While final enrollment numbers are still uncertain, school officials are projecting more than 50,000 students will attend county schools this year. At the start of school last year, 50,993 students were enrolled in county schools.
While some things remain the same — student lunch prices hold steady at $2.50 in elementary schools and $3 in middle and high schools, for example — many other changes face students and faculty members as they return to classrooms in the county's 73 schools.
With the new school year comes new policies, including two recently approved by the school board, one to protect the rights of homeless students and the other to curb gang activity, as well as new programs. Among the new programs is a two-year pilot program to teach a semester each of Spanish and Mandarin Chinese at Laurel Woods Elementary and Waverly Elementary.

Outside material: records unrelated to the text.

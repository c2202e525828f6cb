// SPDX-License-Identifier: Apache-2.0 OR MIT
// Copyright (c) 2025-2026 naskel.com

//! Block codec: LZ4 framing with CRC-32 integrity.
//!
//! Compression and decompression scratch space comes from two dedicated
//! buffer pools so the vault write and replay paths stay allocation-free
//! after warm-up. Callers receive leases and must hand them back (drop
//! suffices).

use std::sync::Arc;

use byteorder::{BigEndian, ByteOrder};

use crate::buffer::{BufferPool, Lease};
use crate::vault::{IntegrityError, VaultError};

/// Frame magic, "VLZ4" in big endian.
pub const SEGMENT_MAGIC: u32 = 0x564C_5A34;

/// Maximum uncompressed bytes per block. 64 KiB keeps LZ4 in its sweet
/// spot and bounds replay memory.
pub const MAX_BLOCK_SIZE: usize = 64 * 1024;

/// Magic(4) + uncompressed len(4) + compressed len(4) + CRC-32(4).
pub const HEADER_SIZE: usize = 16;

/// Framing codec with pooled scratch buffers.
pub struct BlockCodec {
    compress_pool: Arc<BufferPool>,
    decompress_pool: Arc<BufferPool>,
}

impl Default for BlockCodec {
    fn default() -> Self {
        Self::new()
    }
}

impl BlockCodec {
    pub fn new() -> Self {
        let worst_case = lz4_flex::block::get_maximum_output_size(MAX_BLOCK_SIZE) + HEADER_SIZE;
        BlockCodec {
            compress_pool: BufferPool::with_limits(64, worst_case, worst_case),
            decompress_pool: BufferPool::with_limits(64, MAX_BLOCK_SIZE, MAX_BLOCK_SIZE),
        }
    }

    /// Compress `src` into a framed block.
    ///
    /// Returns the leased frame and its total length (header plus
    /// compressed payload). `src` must not exceed [`MAX_BLOCK_SIZE`].
    pub fn compress_block(&self, src: &[u8]) -> Result<(Lease, usize), VaultError> {
        if src.len() > MAX_BLOCK_SIZE {
            return Err(VaultError::BlockTooLarge {
                len: src.len(),
                max: MAX_BLOCK_SIZE,
            });
        }

        let bound = lz4_flex::block::get_maximum_output_size(src.len());
        let mut lease = self.compress_pool.acquire(HEADER_SIZE + bound);
        let frame = lease.vec_mut();
        frame.resize(HEADER_SIZE + bound, 0);

        BigEndian::write_u32(&mut frame[0..4], SEGMENT_MAGIC);
        BigEndian::write_u32(&mut frame[4..8], src.len() as u32);

        let compressed = lz4_flex::block::compress_into(src, &mut frame[HEADER_SIZE..])
            .map_err(|e| IntegrityError::Decompress(e.to_string()))?;
        BigEndian::write_u32(&mut frame[8..12], compressed as u32);

        let checksum = crc32fast::hash(&frame[HEADER_SIZE..HEADER_SIZE + compressed]);
        BigEndian::write_u32(&mut frame[12..16], checksum);

        frame.truncate(HEADER_SIZE + compressed);
        let total = HEADER_SIZE + compressed;
        Ok((lease, total))
    }

    /// Decode one framed block from the front of `framed`.
    ///
    /// Returns the leased uncompressed bytes and the total frame length
    /// consumed from the input.
    pub fn decompress_block(&self, framed: &[u8]) -> Result<(Lease, usize), IntegrityError> {
        if framed.len() < HEADER_SIZE {
            return Err(IntegrityError::Truncated {
                need: HEADER_SIZE,
                have: framed.len(),
            });
        }

        let magic = BigEndian::read_u32(&framed[0..4]);
        if magic != SEGMENT_MAGIC {
            return Err(IntegrityError::CorruptFrame {
                found: magic,
                expected: SEGMENT_MAGIC,
            });
        }

        let uncompressed_len = BigEndian::read_u32(&framed[4..8]) as usize;
        let compressed_len = BigEndian::read_u32(&framed[8..12]) as usize;
        let stored_crc = BigEndian::read_u32(&framed[12..16]);

        let total = HEADER_SIZE + compressed_len;
        if framed.len() < total {
            return Err(IntegrityError::Truncated {
                need: total,
                have: framed.len(),
            });
        }

        let payload = &framed[HEADER_SIZE..total];
        let computed = crc32fast::hash(payload);
        if computed != stored_crc {
            return Err(IntegrityError::ChecksumMismatch {
                stored: stored_crc,
                computed,
            });
        }

        if uncompressed_len > MAX_BLOCK_SIZE {
            return Err(IntegrityError::OversizedBlock {
                len: uncompressed_len,
                max: MAX_BLOCK_SIZE,
            });
        }

        let mut lease = self.decompress_pool.acquire(MAX_BLOCK_SIZE);
        let out = lease.vec_mut();
        out.resize(uncompressed_len, 0);
        let n = lz4_flex::block::decompress_into(payload, out)
            .map_err(|e| IntegrityError::Decompress(e.to_string()))?;
        if n != uncompressed_len {
            return Err(IntegrityError::Decompress(format!(
                "size mismatch: got {n}, expected {uncompressed_len}"
            )));
        }

        Ok((lease, total))
    }
}

impl std::fmt::Debug for BlockCodec {
    fn fmt(&self, f: &mut std::fmt::Formatter<'_>) -> std::fmt::Result {
        f.debug_struct("BlockCodec").finish_non_exhaustive()
    }
}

It is the first time world languages are being taught at the elementary level. If the program is deemed a success, it will be gradually implemented in all county elementary schools.
New name, new faces
At the Board of Education meeting June 9, deputy superintendent Mamie Perkins announced the annual flurry of transfers and promotions among the county's assistant principals and principals. While more than 20 of the county's elementary, middle and high schools will have new assistant principals or principals, two will welcome two first-time principals.
James LeMon, former assistant principal at Hammond High School, was promoted, effective July 1, to the position of principal at Wilde Lake High School. Also effective July 1, Tricia McCarthy, former assistant principal at Bollman Bridge Elementary School, is principal at Deep Run Elementary School.
While the two principals at Cradlerock School both retained their positions — Jason McCoy as principal of Cradlerock Lower, and Jennifer Peduzzi at Cradlerock Upper — their schools each have new names. As of the 2011-2012 school year, the Cradlerock School is once more a separate elementary and middle school: Cradlerock Elementary School and Lake Elkhorn Middle School.
Completing construction
Besides new people in charge, many schools also will have a new look, thanks to construction projects.
Additions at Bellows Spring Elementary and Northfield Elementary School are complete, while renovations at Hammond elementary and middle school are expected to be finished by the first day of school. Renovations at Mt. Hebron High School's main entrance and lobby are set to be finished by the first day as well, with all construction scheduled for completion by December.
Parking lot and road work at Mt. Hebron, Thunder Hill Elementary School, Centennial High School and Burleigh Manor Middle School is set to be finished before Aug. 29. The new traffic light on Centennial Lane, which will change the way drivers enter and leave the parking lots at Centennial High and Burleigh Manor Middle, is scheduled to be activated this week.